Task details = Which lines have the string "match"? Copy all of them from the entries below.

Stored items

==================================================

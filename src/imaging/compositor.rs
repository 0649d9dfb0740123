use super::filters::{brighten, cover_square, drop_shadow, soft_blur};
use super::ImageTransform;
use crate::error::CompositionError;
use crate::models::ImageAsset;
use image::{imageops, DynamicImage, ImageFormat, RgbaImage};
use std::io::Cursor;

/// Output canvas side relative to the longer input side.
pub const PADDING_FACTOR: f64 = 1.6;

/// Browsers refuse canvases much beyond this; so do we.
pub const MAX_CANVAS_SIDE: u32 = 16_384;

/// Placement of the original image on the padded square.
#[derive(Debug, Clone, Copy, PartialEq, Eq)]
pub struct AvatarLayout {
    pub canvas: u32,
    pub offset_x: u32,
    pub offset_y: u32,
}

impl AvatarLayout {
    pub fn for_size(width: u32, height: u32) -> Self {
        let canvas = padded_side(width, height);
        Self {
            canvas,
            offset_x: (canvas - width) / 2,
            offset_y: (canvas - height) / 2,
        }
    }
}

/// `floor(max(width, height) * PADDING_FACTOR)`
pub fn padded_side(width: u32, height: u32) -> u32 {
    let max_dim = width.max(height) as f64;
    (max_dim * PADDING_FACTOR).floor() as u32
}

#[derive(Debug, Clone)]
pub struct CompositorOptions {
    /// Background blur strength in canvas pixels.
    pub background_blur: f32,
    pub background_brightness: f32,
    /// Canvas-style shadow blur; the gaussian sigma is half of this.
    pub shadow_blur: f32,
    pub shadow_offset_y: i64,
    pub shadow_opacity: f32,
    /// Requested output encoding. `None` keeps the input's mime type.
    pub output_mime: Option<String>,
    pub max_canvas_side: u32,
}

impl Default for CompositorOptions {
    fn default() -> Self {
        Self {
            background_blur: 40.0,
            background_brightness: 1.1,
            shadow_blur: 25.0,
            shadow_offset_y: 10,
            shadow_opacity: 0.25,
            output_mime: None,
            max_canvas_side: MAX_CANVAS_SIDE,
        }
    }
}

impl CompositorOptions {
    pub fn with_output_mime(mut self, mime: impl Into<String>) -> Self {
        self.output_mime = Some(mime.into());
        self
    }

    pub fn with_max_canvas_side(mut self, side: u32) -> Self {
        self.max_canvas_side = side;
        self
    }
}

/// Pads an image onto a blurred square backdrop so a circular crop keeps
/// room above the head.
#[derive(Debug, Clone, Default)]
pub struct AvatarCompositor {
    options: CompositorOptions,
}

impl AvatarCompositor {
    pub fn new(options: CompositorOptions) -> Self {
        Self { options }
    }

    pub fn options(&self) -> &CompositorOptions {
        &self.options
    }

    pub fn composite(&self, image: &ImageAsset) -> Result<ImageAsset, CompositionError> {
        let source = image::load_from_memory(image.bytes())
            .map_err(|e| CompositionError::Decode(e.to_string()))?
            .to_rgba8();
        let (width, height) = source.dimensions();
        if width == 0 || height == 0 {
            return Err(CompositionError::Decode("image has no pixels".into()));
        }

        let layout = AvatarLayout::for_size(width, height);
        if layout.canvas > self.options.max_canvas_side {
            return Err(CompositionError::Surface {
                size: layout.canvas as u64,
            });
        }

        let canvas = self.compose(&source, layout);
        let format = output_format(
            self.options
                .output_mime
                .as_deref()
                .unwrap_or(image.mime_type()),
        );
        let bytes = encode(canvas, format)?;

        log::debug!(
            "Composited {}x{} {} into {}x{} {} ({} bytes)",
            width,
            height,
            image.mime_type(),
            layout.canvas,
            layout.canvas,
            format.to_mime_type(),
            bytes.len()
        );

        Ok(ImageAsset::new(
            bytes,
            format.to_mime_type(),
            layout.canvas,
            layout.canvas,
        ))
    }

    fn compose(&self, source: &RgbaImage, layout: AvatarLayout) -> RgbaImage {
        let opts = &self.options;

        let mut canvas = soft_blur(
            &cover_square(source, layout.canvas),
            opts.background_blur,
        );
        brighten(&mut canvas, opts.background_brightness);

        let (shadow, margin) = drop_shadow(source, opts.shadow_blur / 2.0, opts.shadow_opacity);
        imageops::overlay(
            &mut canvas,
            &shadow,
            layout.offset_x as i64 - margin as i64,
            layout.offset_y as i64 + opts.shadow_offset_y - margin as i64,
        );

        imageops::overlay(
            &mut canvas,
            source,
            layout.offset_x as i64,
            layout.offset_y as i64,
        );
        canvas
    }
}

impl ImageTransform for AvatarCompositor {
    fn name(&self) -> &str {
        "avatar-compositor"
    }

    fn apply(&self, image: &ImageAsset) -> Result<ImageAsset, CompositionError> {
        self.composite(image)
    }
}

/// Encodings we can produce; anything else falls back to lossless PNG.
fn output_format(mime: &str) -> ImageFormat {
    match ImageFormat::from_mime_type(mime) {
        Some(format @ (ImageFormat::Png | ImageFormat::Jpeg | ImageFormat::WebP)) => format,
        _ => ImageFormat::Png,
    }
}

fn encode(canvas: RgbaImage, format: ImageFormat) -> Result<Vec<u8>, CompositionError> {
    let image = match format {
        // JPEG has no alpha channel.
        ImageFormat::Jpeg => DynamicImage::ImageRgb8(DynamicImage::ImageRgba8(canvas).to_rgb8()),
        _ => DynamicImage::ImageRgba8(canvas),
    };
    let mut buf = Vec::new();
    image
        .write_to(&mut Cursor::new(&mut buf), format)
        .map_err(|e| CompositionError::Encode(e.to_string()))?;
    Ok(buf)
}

==================================================

Expected answer =
    match ImageFormat::from_mime_type(mime) {
    let image = match format {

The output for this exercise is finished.